I always seem to miss the good stuff. Previews before movies, the opening jokes of speeches, the bus that will get me to work on time. I'm just one of those late people—always arriving after I should have and trying to make the best of it.

My trip to Thailand was no exception. When my plane touched down on a sunbaked Bangkok runway, I knew I was already running at least 25 years behind schedule. I'd been warned that the old Thailand—the pristine, mysterious Eden that had so enraptured backpackers in the early '70s—was gone, sacrificed on the altar of progress, trampled by the Tevas of some 8 million annual tourists. Pattaya, lamented returning travelers, had become a purgatory of high-rise resorts and sex tourism. The tribal villages around Chiang Mai were little more than human zoos. Even Phuket, the jewel of the Andaman Sea, was blanketed with sunburned bodies, its coral reefs littered with beer bottles.

But even after hearing that the fairy tale might not have a happy ending anymore, it was impossible to shake Thailand's hold on my imagination. Sure, there were less trammeled destinations in Southeast Asia—Cambodia, Myanmar, and Laos—but they didn't conjure up the dreamlike images that Thailand did: temples crumbling beneath the steamy canopy of the jungle, saffron-robed monks and sleeping gold Buddhas, curiously arched boats pulled up on magical white beaches. Tainted or not, Thailand was still what I yearned for.

What I got was neither the nightmare nor the fantasy. The Thailand that greeted me when I stepped off the plane was something far more complicated—a koan of past and present, capitalism and Buddhism, beauty and desecration. It was a world where teak mansions jostled against 7-Elevens, where tour buses shared the roads with vegetable carts, where monks prayed and chanted . . . and blew up spaceships in the local Nintendo parlor. It certainly wasn't a pristine paradise. But if you approached it right, the union of old and new could be just as foreign and exciting and magical.
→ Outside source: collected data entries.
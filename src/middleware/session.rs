use axum::{extract::FromRequestParts, http::request::Parts};
use axum_extra::extract::cookie::CookieJar;
use sickfits_auth::Session;
use sickfits_core::AppError;
use tracing::debug;

use crate::modules::auth::service::AuthService;
use crate::state::AppState;

/// The request's session, if it carries a valid one.
///
/// Never rejects for a missing, malformed, expired or foreign cookie; those
/// all yield `CurrentSession(None)`. Only a database failure while loading
/// item data is an error.
#[derive(Debug, Clone)]
pub struct CurrentSession(pub Option<Session>);

impl FromRequestParts<AppState> for CurrentSession {
    type Rejection = AppError;

    async fn from_request_parts(
        parts: &mut Parts,
        state: &AppState,
    ) -> Result<Self, Self::Rejection> {
        let jar = CookieJar::from_headers(&parts.headers);
        let Some(cookie) = jar.get(state.sessions.cookie_name()) else {
            return Ok(CurrentSession(None));
        };

        let claims = match state.sessions.unseal(cookie.value()) {
            Ok(claims) => claims,
            Err(e) => {
                debug!(reason = %e.error, "Ignoring session cookie");
                return Ok(CurrentSession(None));
            }
        };

        if claims.list_key != state.config.auth.list_key {
            debug!(list_key = %claims.list_key, "Ignoring session for another list");
            return Ok(CurrentSession(None));
        }

        let data = AuthService::load_item_data(&state.db, &state.config, &claims.item_id).await?;

        Ok(CurrentSession(Some(Session::new(claims, data))))
    }
}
Admittedly, I felt a twinge of indignation that the Thais hadn't been more considerate of my desire for tradition and timelessness. But then, I asked myself, had we Americans continued to ride around in wagon trains with cowboy hats and six-shooters for the benefit of our foreign visitors' illusions? The modern world had seduced Thailand just as it had seduced America, and in a positive sense, offered a common ground between the two nations. Who knows, perhaps a mutual appreciation of video games could have been the starting point for a meaningful East-West conversation between the monks and me. If only I'd known how to say "Super Mario Brothers" in Thai.

girl with krathong
A young girl displays a krathong—a banana-leaf float topped with flowers and candles that illuminates the waterways of Thailand during the annual Loi Krathong festival.

What I could say, thanks to a dog-eared phrase book, was a handful of simple sentences. One of them, "mai chawp phet" ("I don't like spicy food"), was a life-preserving necessity, seared into my memory in a flurry of tears and pepper-laced curry. But most were social niceties—greetings and thank-yous that elicited smiles, giggles, and astonished delight from their recipients. Few foreigners braved the singsong perils of Thai, and my attempts, no matter how laughable, were greatly appreciated.

In return, the Thais let me in on their secrets. Outside Khao Sok National Park, I was waiting with a group of Westerners to begin an elephant trek when I noticed a Thai woman looking at us with interest. I walked over. "Chang?" I said uncertainly, pointing at the gray giant being saddled up. She smiled and nodded. I had gotten the word for elephant right. "Elephant name?" I ventured in Thai. "Praeda," she replied. "How old?" I asked. "Forty-five," she said proudly.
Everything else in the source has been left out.